**ASSIGNMENT:** What is the number of lines in the data below that contain "files"? Answer with that number and no other words.

**Saved entries:**
◆ ◆ ◆ ◆
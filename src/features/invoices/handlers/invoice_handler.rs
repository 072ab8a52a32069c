use axum::{
    extract::{Path, State},
    response::{IntoResponse, Response},
    Json,
};
use std::sync::Arc;

use crate::core::error::{AppError, Result};
use crate::features::auth::session::SessionPayload;
use crate::features::invoices::dtos::{InvoiceStats, ProcessOutcome, ProcessingStatusReport};
use crate::features::invoices::models::Invoice;
use crate::features::invoices::services::{process_failure_message, InvoiceService};
use crate::shared::types::ApiResponse;

/// Trigger AI extraction for an uploaded file ("Process now")
#[utoipa::path(
    post,
    path = "/api/invoices/files/{file_id}/process",
    params(("file_id" = String, Path, description = "Uploaded file ID")),
    responses(
        (status = 200, description = "Processing triggered or already done", body = ApiResponse<ProcessOutcome>),
        (status = 400, description = "File cannot be processed"),
        (status = 401, description = "No session"),
        (status = 429, description = "Too many requests")
    ),
    tag = "invoices"
)]
pub async fn process_invoice(
    State(service): State<Arc<InvoiceService>>,
    session: SessionPayload,
    Path(file_id): Path<String>,
) -> Response {
    match service.process_invoice(&session, &file_id).await {
        Ok(outcome) => Json(ApiResponse::success(
            Some(outcome),
            Some(
                "Invoice processing completed successfully! The AI has extracted all data."
                    .to_string(),
            ),
            None,
        ))
        .into_response(),
        Err(e) => {
            tracing::error!("Processing of file {} failed: {}", file_id, e);
            let body = ApiResponse::<()>::error(Some(process_failure_message(&e)), None);
            (e.status_code(), Json(body)).into_response()
        }
    }
}

/// Current processing status of an uploaded file
#[utoipa::path(
    get,
    path = "/api/invoices/files/{file_id}/status",
    params(("file_id" = String, Path, description = "Uploaded file ID")),
    responses(
        (status = 200, description = "Status", body = ApiResponse<ProcessingStatusReport>),
        (status = 401, description = "No session"),
        (status = 502, description = "Status could not be read")
    ),
    tag = "invoices"
)]
pub async fn check_status(
    State(service): State<Arc<InvoiceService>>,
    session: SessionPayload,
    Path(file_id): Path<String>,
) -> Result<Json<ApiResponse<ProcessingStatusReport>>> {
    let report = service
        .check_processing_status(&session, &file_id)
        .await
        .map_err(|e| {
            tracing::error!("Error checking status of file {}: {}", file_id, e);
            AppError::ExternalServiceError("Failed to check processing status.".to_string())
        })?;

    let message = report.summary().to_string();
    Ok(Json(ApiResponse::success(Some(report), Some(message), None)))
}

/// Invoice details, including extra data
#[utoipa::path(
    get,
    path = "/api/invoices/{invoice_id}",
    params(("invoice_id" = String, Path, description = "Invoice ID")),
    responses(
        (status = 200, description = "Invoice", body = ApiResponse<Invoice>),
        (status = 401, description = "No session"),
        (status = 404, description = "Invoice not found"),
        (status = 429, description = "Too many requests and nothing cached")
    ),
    tag = "invoices"
)]
pub async fn get_invoice(
    State(service): State<Arc<InvoiceService>>,
    session: SessionPayload,
    Path(invoice_id): Path<String>,
) -> Result<Json<ApiResponse<Invoice>>> {
    let invoice = service.get_invoice(&session, &invoice_id).await?;
    Ok(Json(ApiResponse::success(Some(invoice), None, None)))
}

/// Invoice counts by processing status
#[utoipa::path(
    get,
    path = "/api/invoices/stats",
    responses(
        (status = 200, description = "Counts", body = ApiResponse<InvoiceStats>),
        (status = 401, description = "No session")
    ),
    tag = "invoices"
)]
pub async fn invoice_stats(
    State(service): State<Arc<InvoiceService>>,
    session: SessionPayload,
) -> Result<Json<ApiResponse<InvoiceStats>>> {
    let stats = service.invoice_stats(&session).await;
    Ok(Json(ApiResponse::success(Some(stats), None, None)))
}

#[cfg(test)]
mod tests {
    use super::*;
    use crate::core::config::GatewayConfig;
    use crate::features::invoices::routes;
    use crate::shared::test_helpers::{backend_client, fast_gateway_config, with_session};
    use axum::http::StatusCode;
    use axum_test::TestServer;
    use serde_json::{json, Value};

    // Every backend call is denied, so nothing leaves the process
    fn throttled_service() -> Arc<InvoiceService> {
        let config = GatewayConfig {
            rate_limit_per_minute: 0,
            ..fast_gateway_config()
        };
        Arc::new(InvoiceService::new(
            backend_client("http://127.0.0.1:9"),
            config,
        ))
    }

    #[tokio::test]
    async fn test_throttled_processing_gets_friendly_message() {
        let server = TestServer::new(with_session(routes(throttled_service()))).unwrap();

        let response = server.post("/api/invoices/files/42/process").await;
        response.assert_status(StatusCode::TOO_MANY_REQUESTS);
        let body: Value = response.json();
        assert_eq!(body["success"], json!(false));
        assert_eq!(
            body["message"],
            json!("Too many requests. Please wait a moment and try again.")
        );
    }

    #[tokio::test]
    async fn test_status_reports_throttling_as_waiting() {
        let server = TestServer::new(with_session(routes(throttled_service()))).unwrap();

        let response = server.get("/api/invoices/files/42/status").await;
        response.assert_status_ok();
        let body: Value = response.json();
        assert_eq!(body["message"], json!("Waiting to start processing"));
        assert_eq!(body["data"]["fileId"], json!("42"));
        assert_eq!(body["data"]["status"], json!(-1));
    }

    #[tokio::test]
    async fn test_stats_without_data_are_zero() {
        let server = TestServer::new(with_session(routes(throttled_service()))).unwrap();

        let body: Value = server.get("/api/invoices/stats").await.json();
        assert_eq!(body["data"]["total"], json!(0));
        assert_eq!(body["data"]["failed"], json!(0));
    }

    #[tokio::test]
    async fn test_json_endpoints_require_session() {
        let server = TestServer::new(routes(throttled_service())).unwrap();

        let response = server.get("/api/invoices/stats").await;
        response.assert_status(StatusCode::UNAUTHORIZED);
        let body: Value = response.json();
        assert_eq!(body["message"], json!("Not authenticated."));
    }
}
◆ ◆ ◆ ◆
**SOLUTION FOR THIS PROBLEM:** 4